What it means that it's now a Facebook subsidiary.



The question, inevitably, whenever someone sells out is how money and fame and fortune is going to change them, whether it's a band or an artist or a social network. And every social network that makes it starts its life as a darling of sorts. That feeling rarely lasts, though Instagram has managed to make it last a little bit longer than most; it fostered an emotional attachment in part because what it created was inherently emotional. It was sincere. Whatever vestiges of indie darlingness it had left are being quickly stripped away, however, as it puts on more and more of the garb of a Facebook subsidiary.


It started, maybe, when Instagram tinkered with its Terms of Service, but that change is largely invisible — the outrage wasn't, but looking at or using Instagram, you wouldn't notice that anything's different. And there's that thing where it intentionally broke itself on Twitter, so you have to go to Instagram (or Facebook!) to see Instagram photos. But they haven't made Instagram itself work or feel more like Facebook. Two new changes do.



Instagram is now starting to send at least some users an email when they're tagged in a photo, just like Facebook does. A useful notification for some, perhaps, but it's odd to get an email from Instagram — the mobile-only social network was almost fastidious in the ways it didn't bother you, particularly through email. (Seriously, when was the last time you got an email from Instagram?) The point of emails like this is to increase engagement — it's why Facebook and Twitter blast you with emails now, if you let them. Facebook-owned Instagram's no longer too cool to nudge you to check out Instagram to see what people are saying about you.


Also, over the last week, Instagram has joined Facebook in requesting government-issued IDs from some users after locking their accounts, and in some cases, even more extensive documentation. While the practice makes some sense to reopen a Facebook account because it requires that you use your real name, as Talking Points Memo notes, Instagram usernames are (very) often pseudonyms that are in no way related to a user's real name. Instagram's new terms of service allows it to "reserve the right to refuse access to the Service to anyone for any reason at any time."

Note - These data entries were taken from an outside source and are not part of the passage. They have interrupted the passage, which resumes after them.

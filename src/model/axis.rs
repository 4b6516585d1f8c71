use crate::error::{CubeError, Result};
use crate::model::app_id::ApplicationId;
use crate::model::column::{pack_column_id, Column, MetaMap};
use crate::model::value::{
    parse_point, promote_json, AxisType, AxisValueType, ColumnOrder, ColumnValue, LatLon, Point3D,
    Range, RangeSet, Scalar, SetElement,
};
use std::cmp::Ordering;
use std::collections::{BTreeMap, HashMap};

/// Coordinate of an axis borrowed from another cube.
#[derive(Debug, Clone, PartialEq)]
pub struct AxisRef {
    pub app: ApplicationId,
    pub cube: String,
    pub axis: String,
}

/// Transform cube applied to a reference axis's columns.
#[derive(Debug, Clone, PartialEq)]
pub struct TransformRef {
    pub app: ApplicationId,
    pub cube: String,
    pub method: String,
}

#[derive(Debug, Clone, PartialEq)]
pub struct ReferenceSpec {
    pub source: AxisRef,
    pub transform: Option<TransformRef>,
}

/// Acceleration structures per axis type. Building them doubles as overlap
/// validation: an insertion that collides is the overlap error.
#[derive(Debug, Clone, Default)]
struct AxisIndexes {
    /// DISCRETE scalar keys and RULE names → column id.
    discrete: HashMap<String, i64>,
    /// SET discrete members, ordered for range-cover queries.
    set_points: BTreeMap<Scalar, i64>,
    /// RANGE columns and SET range members, keyed by low bound.
    ranges: BTreeMap<Scalar, (Scalar, i64)>,
}
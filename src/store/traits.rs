use crate::model::app_id::{ApplicationId, ReleaseStatus};
use crate::model::cube::Cube;
use crate::model::cube_info::{CubeInfo, SearchOptions};
use anyhow::Result;
use std::collections::{HashMap, HashSet};

/// Port to the persistence driver. All blocking I/O lives behind this trait;
/// the registry performs exactly one round-trip per (app, cube) cache miss.
///
/// Batch operations inherit their atomicity from the implementation.
#[async_trait::async_trait]
pub trait Persister: Send + Sync {
    /// Latest active revision of a cube, or `None` when absent/deleted.
    async fn load_cube(&self, app_id: &ApplicationId, name: &str) -> Result<Option<Cube>>;

    /// A specific revision by record id; absence is an error.
    async fn load_cube_by_id(&self, id: i64) -> Result<Cube>;

    /// Persist a new revision of a cube.
    async fn update_cube(&self, app_id: &ApplicationId, cube: &Cube, user_id: &str) -> Result<()>;

    /// Soft-delete (or hard-delete when allowed) the named cubes.
    async fn delete_cubes(
        &self,
        app_id: &ApplicationId,
        names: &[String],
        allow_hard_delete: bool,
        user_id: &str,
    ) -> Result<bool>;

    /// Restore previously deleted cubes as new active revisions.
    async fn restore_cubes(
        &self,
        app_id: &ApplicationId,
        names: &[String],
        user_id: &str,
    ) -> Result<()>;

    async fn rename_cube(
        &self,
        app_id: &ApplicationId,
        old_name: &str,
        new_name: &str,
        user_id: &str,
    ) -> Result<bool>;

    async fn duplicate_cube(
        &self,
        old_app_id: &ApplicationId,
        new_app_id: &ApplicationId,
        old_name: &str,
        new_name: &str,
        user_id: &str,
    ) -> Result<()>;

    /// Copy the latest revisions of `src` into `dst`. Returns cubes copied.
    async fn copy_branch(&self, src: &ApplicationId, dst: &ApplicationId) -> Result<usize>;

    /// Copy `src` into `dst` with full revision history.
    async fn copy_branch_with_history(
        &self,
        src: &ApplicationId,
        dst: &ApplicationId,
    ) -> Result<usize>;

    /// Move every record of the branch to a new version. Returns records moved.
    async fn move_branch(&self, app_id: &ApplicationId, new_version: &str) -> Result<usize>;

    /// Flip the HEAD SNAPSHOT of this version to RELEASE. Returns cubes released.
    async fn release_cubes(&self, app_id: &ApplicationId, new_version: &str) -> Result<usize>;

    async fn delete_branch(&self, app_id: &ApplicationId) -> Result<bool>;

    /// Revision history of one cube, newest first.
    async fn get_revisions(
        &self,
        app_id: &ApplicationId,
        name: &str,
        ignore_version: bool,
    ) -> Result<Vec<CubeInfo>>;

    async fn get_app_names(&self, tenant: &str) -> Result<Vec<String>>;

    async fn get_versions(
        &self,
        tenant: &str,
        app: &str,
    ) -> Result<HashMap<ReleaseStatus, Vec<String>>>;

    async fn get_branches(&self, app_id: &ApplicationId) -> Result<HashSet<String>>;

    /// Search records by name pattern (`*`/`?` wildcards) and/or content
    /// substring, steered by [`SearchOptions`].
    async fn search(
        &self,
        app_id: &ApplicationId,
        name_pattern: Option<&str>,
        content_pattern: Option<&str>,
        options: &SearchOptions,
    ) -> Result<Vec<CubeInfo>>;

    async fn update_test_data(
        &self,
        app_id: &ApplicationId,
        cube_name: &str,
        test_data: &str,
    ) -> Result<()>;

    async fn get_test_data(&self, app_id: &ApplicationId, cube_name: &str)
        -> Result<Option<String>>;

    async fn update_notes(
        &self,
        app_id: &ApplicationId,
        cube_name: &str,
        notes: &str,
    ) -> Result<()>;
}
//! Analysis parameters
//!
//! Defaults reproduce the standard census walkthrough. A TOML file may override
//! any subset of them, and command line flags override the file.
//!
//! ```toml
//! min_dbh = 5.0
//! max_dbh = 40.0
//! status = "Dead"
//! city = "Bronx"
//! top_n = 20
//! ```

use crate::table::filter::TreeFilter;
use serde::Deserialize;
use std::path::{Path, PathBuf};
use thiserror::Error;
use tracing::debug;

/// Errors that can occur while loading parameters
#[derive(Error, Debug)]
pub enum ConfigError {
    #[error("Failed to read config file '{path}': {source}")]
    FileRead {
        path: PathBuf,
        #[source]
        source: std::io::Error,
    },

    #[error("Failed to parse config: {0}")]
    Parse(#[from] toml::de::Error),

    #[error("Invalid parameter: {0}")]
    Invalid(String),
}

type Result<T> = core::result::Result<T, ConfigError>;

/// Tunable values of one analysis run
#[derive(Debug, Clone, PartialEq, Deserialize)]
#[serde(default, deny_unknown_fields)]
pub struct AnalysisParams {
    /// Smallest diameter (inches) kept by the filter, inclusive
    pub min_dbh: f64,
    /// Largest diameter (inches) kept by the filter, inclusive
    pub max_dbh: f64,
    pub status: String,
    pub city: String,
    /// Rows of each summary printed, and zip codes in the zip code bar charts
    pub top_n: usize,
    /// Categories in the top-cities and top-zip code breakdowns
    pub top_categories: usize,
    /// Outlier clip for the overview box plot
    pub clip_quantile: f64,
    /// Outlier clip for the per-zip code box plot and the violin plot
    pub detail_clip_quantile: f64,
    pub bins: usize,
    /// Histogram bins for the filtered subset
    pub filtered_bins: usize,
}

impl Default for AnalysisParams {
    fn default() -> Self {
        Self {
            min_dbh: 10.0,
            max_dbh: 50.0,
            status: "Alive".to_string(),
            city: "Brooklyn".to_string(),
            top_n: 15,
            top_categories: 10,
            clip_quantile: 0.95,
            detail_clip_quantile: 0.9,
            bins: 30,
            filtered_bins: 20,
        }
    }
}

impl AnalysisParams {
    /// Parses parameters from TOML; missing keys keep their defaults.
    pub fn from_toml_str(text: &str) -> Result<Self> {
        let params: AnalysisParams = toml::from_str(text)?;
        params.validate()?;
        Ok(params)
    }

    /// Loads parameters from a TOML file.
    pub fn load(path: &Path) -> Result<Self> {
        let text = std::fs::read_to_string(path).map_err(|source| ConfigError::FileRead {
            path: path.to_path_buf(),
            source,
        })?;

        debug!(path = %path.display(), "loaded analysis parameters");
        Self::from_toml_str(&text)
    }

    /// Checks that the parameters describe a runnable analysis.
    pub fn validate(&self) -> Result<()> {
        if !self.min_dbh.is_finite() || !self.max_dbh.is_finite() {
            return Err(ConfigError::Invalid(
                "diameter bounds must be finite".to_string(),
            ));
        }
        if self.min_dbh > self.max_dbh {
            return Err(ConfigError::Invalid(format!(
                "min_dbh ({}) is greater than max_dbh ({})",
                self.min_dbh, self.max_dbh
            )));
        }

        for (name, quantile) in [
            ("clip_quantile", self.clip_quantile),
            ("detail_clip_quantile", self.detail_clip_quantile),
        ] {
            if !(quantile > 0.0 && quantile <= 1.0) {
                return Err(ConfigError::Invalid(format!(
                    "{} must be in (0, 1], got {}",
                    name, quantile
                )));
            }
        }

        for (name, count) in [
            ("top_n", self.top_n),
            ("top_categories", self.top_categories),
            ("bins", self.bins),
            ("filtered_bins", self.filtered_bins),
        ] {
            if count == 0 {
                return Err(ConfigError::Invalid(format!("{} must be positive", name)));
            }
        }

        Ok(())
    }

    /// The filter selecting trees of the configured city, status and size.
    pub fn tree_filter(&self) -> TreeFilter {
        TreeFilter::new()
            .min_dbh(self.min_dbh)
            .max_dbh(self.max_dbh)
            .status(self.status.clone())
            .city(self.city.clone())
    }
}

#[cfg(test)]
mod tests {
    use super::*;
    use rstest::rstest;
    use std::io::Write;
    use tempfile::NamedTempFile;

    #[test]
    fn empty_file_gives_defaults() {
        assert_eq!(
            AnalysisParams::from_toml_str("").unwrap(),
            AnalysisParams::default()
        );
    }

    #[test]
    fn partial_file_keeps_other_defaults() {
        let params = AnalysisParams::from_toml_str("city = \"Bronx\"\ntop_n = 5\n").unwrap();

        assert_eq!(params.city, "Bronx");
        assert_eq!(params.top_n, 5);
        assert_eq!(params.status, "Alive");
        assert_eq!(params.bins, 30);
    }

    #[test]
    fn unknown_keys_are_rejected() {
        assert!(matches!(
            AnalysisParams::from_toml_str("colour = \"red\""),
            Err(ConfigError::Parse(_))
        ));
    }

    #[rstest]
    #[case("min_dbh = 60.0")]
    #[case("clip_quantile = 0.0")]
    #[case("detail_clip_quantile = 1.5")]
    #[case("bins = 0")]
    #[case("top_n = 0")]
    fn invalid_values_are_rejected(#[case] text: &str) {
        assert!(matches!(
            AnalysisParams::from_toml_str(text),
            Err(ConfigError::Invalid(_))
        ));
    }

    #[test]
    fn loads_from_file() {
        let mut file = NamedTempFile::new().unwrap();
        writeln!(file, "status = \"Dead\"").unwrap();

        let params = AnalysisParams::load(file.path()).unwrap();
        assert_eq!(params.status, "Dead");
    }

    #[test]
    fn missing_file_is_reported() {
        assert!(matches!(
            AnalysisParams::load(Path::new("/nonexistent/params.toml")),
            Err(ConfigError::FileRead { .. })
        ));
    }

    #[test]
    fn filter_uses_every_parameter() {
        let filter = AnalysisParams::default().tree_filter();

        assert_eq!(filter.min_dbh, Some(10.0));
        assert_eq!(filter.max_dbh, Some(50.0));
        assert_eq!(filter.status.as_deref(), Some("Alive"));
        assert_eq!(filter.city.as_deref(), Some("Brooklyn"));
    }
}
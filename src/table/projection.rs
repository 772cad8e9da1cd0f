//! Column projection from the raw census table into the working table

use super::{ColumnKind, Series, Table, TableError};
use crate::common::{CITY, DBH, STATUS, ZIPCODE};
use tracing::{debug, warn};

type Result<T> = core::result::Result<T, TableError>;

/// A column to keep, and the type it should have in the projected table
#[derive(Debug, Clone, Copy, PartialEq, Eq)]
pub struct ColumnSpec {
    pub name: &'static str,
    pub kind: ColumnKind,
}

impl ColumnSpec {
    pub const fn text(name: &'static str) -> Self {
        Self {
            name,
            kind: ColumnKind::Text,
        }
    }

    pub const fn number(name: &'static str) -> Self {
        Self {
            name,
            kind: ColumnKind::Number,
        }
    }
}

/// The four columns every analysis works from.
pub const TREE_COLUMNS: [ColumnSpec; 4] = [
    ColumnSpec::text(ZIPCODE),
    ColumnSpec::text(CITY),
    ColumnSpec::number(DBH),
    ColumnSpec::text(STATUS),
];

/// Selects `specs` from `table`, in the order given.
///
/// Row order and row count are preserved exactly. Text cells cast to numbers are
/// parsed; cells that do not parse become missing values.
///
/// # Errors
/// [`TableError::MissingColumn`] naming the first requested column absent from `table`.
pub fn project(table: &Table, specs: &[ColumnSpec]) -> Result<Table> {
    if let Some(missing) = specs.iter().find(|spec| !table.has_column(spec.name)) {
        return Err(TableError::MissingColumn(missing.name.to_string()));
    }

    let mut columns = Vec::with_capacity(specs.len());
    for spec in specs {
        let series = cast(spec.name, table.column(spec.name)?, spec.kind);
        columns.push((spec.name.to_string(), series));
    }

    debug!(rows = table.len(), columns = specs.len(), "projected table");
    Table::new(columns)
}

/// Projects the zipcode, city, diameter and status columns.
pub fn project_tree_columns(table: &Table) -> Result<Table> {
    project(table, &TREE_COLUMNS)
}

fn cast(name: &str, series: &Series, kind: ColumnKind) -> Series {
    match (series, kind) {
        (Series::Text(_), ColumnKind::Text) | (Series::Number(_), ColumnKind::Number) => {
            series.clone()
        }
        (Series::Number(_), ColumnKind::Text) => Series::Text(series.labels()),
        (Series::Text(values), ColumnKind::Number) => {
            let mut rejected = 0usize;
            let parsed = values
                .iter()
                .map(|value| {
                    let value = value.as_deref()?;
                    let number = value.parse::<f64>().ok().filter(|n| !n.is_nan());
                    if number.is_none() {
                        rejected += 1;
                    }
                    number
                })
                .collect();

            if rejected > 0 {
                warn!(column = name, rejected, "non-numeric cells treated as missing");
            }
            Series::Number(parsed)
        }
    }
}
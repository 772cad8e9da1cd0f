use criterion::{black_box, Criterion};
use tree_census_stats::analysis::{crosstab, summarize, SummaryKind};
use tree_census_stats::common::{STATUS, ZIPCODE};
use tree_census_stats::table::loader::read_csv;
use tree_census_stats::table::projection::project_tree_columns;

use crate::assets;

const ROW_COUNTS: [usize; 3] = [10_000, 100_000, 500_000];

pub fn bench_load(c: &mut Criterion) {
    for &rows in &ROW_COUNTS {
        let text = assets::census_csv(rows);
        c.bench_function(&format!("load_and_project_{}", rows), |b| {
            b.iter(|| {
                let raw = read_csv(black_box(text.as_bytes())).unwrap();
                project_tree_columns(&raw).unwrap()
            })
        });
    }
}

pub fn bench_summaries(c: &mut Criterion) {
    for &rows in &ROW_COUNTS {
        let table = assets::census_table(rows);
        for kind in SummaryKind::ALL {
            let id = format!("summarize_{}_{}", kind.group_key(), rows);
            c.bench_function(&id, |b| b.iter(|| summarize(black_box(&table), kind).unwrap()));
        }
    }
}

pub fn bench_crosstab(c: &mut Criterion) {
    for &rows in &ROW_COUNTS {
        let table = assets::census_table(rows);
        c.bench_function(&format!("crosstab_zipcode_status_{}", rows), |b| {
            b.iter(|| crosstab(black_box(&table), ZIPCODE, STATUS).unwrap())
        });
    }
}
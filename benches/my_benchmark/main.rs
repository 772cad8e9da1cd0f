// Available modules
mod assets;
mod summaries;

// Used Modules
use criterion::{criterion_group, criterion_main, Criterion};

#[cfg(not(target_os = "windows"))]
use pprof::criterion::{Output, PProfProfiler};
use summaries::*;

fn criterion_benchmark(c: &mut Criterion) {
    bench_load(c);
    bench_summaries(c);
    bench_crosstab(c);
}

#[cfg(not(target_os = "windows"))]
criterion_group! {
    name = benches;
    config = Criterion::default().with_profiler(PProfProfiler::new(100, Output::Flamegraph(None)));
    targets = criterion_benchmark
}

#[cfg(target_os = "windows")]
criterion_group! {
    name = benches;
    config = Criterion::default();
    targets = criterion_benchmark
}

criterion_main!(benches);
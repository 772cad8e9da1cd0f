//! Column names, file names and numeric defaults shared across the pipeline
//!
//! Column names match the headers of the NYC street tree census export, so a
//! freshly downloaded CSV can be projected without renaming.

/// Zip code of the tree's location
pub const ZIPCODE: &str = "zipcode";

/// City (borough or neighbourhood) derived from the zip code
pub const CITY: &str = "zip_city";

/// Trunk diameter at breast height, in inches
pub const DBH: &str = "tree_dbh";

/// Tree status (Alive, Dead, Stump)
pub const STATUS: &str = "status";

/// Default number of histogram bins
pub const DEFAULT_BINS: usize = 30;

/// Decimal places used when exporting or printing aggregate values
pub const EXPORT_PRECISION: usize = 2;

/// Number of rows shown when previewing a table
pub const PREVIEW_ROWS: usize = 5;

/// Output file for the per-city summary
pub const CITY_SUMMARY_FILE: &str = "nyc_tree_summary_by_city.csv";

/// Output file for the per-zipcode summary
pub const ZIPCODE_SUMMARY_FILE: &str = "nyc_tree_summary_by_zipcode.csv";

/// Output file for the per-status summary
pub const STATUS_SUMMARY_FILE: &str = "nyc_tree_summary_by_status.csv";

The answer to the sellout question, whether it's a musician or an author or a social network, is almost always the same: It does change. It appeals to the aggregate tastes of the masses it's being marketed toward, since it has to justify all the money that was pressed into its hands. It becomes less precious and more streamlined; less emotional and more efficient. There's a reason we don't often look forward to the moment things "sell out." But Instagram's fate is better than most, particularly if you look at other beloved tech companies that've been acquired by juggernauts: Google regularly chews through startups it acquires, like Foursquare's predecessor, Dodgeball; Flickr was ruined by Yahoo; Lala vanished without a trace inside of Apple; and Microsoft turned the company behind the Sidekick into the wildly disastrous Kin project.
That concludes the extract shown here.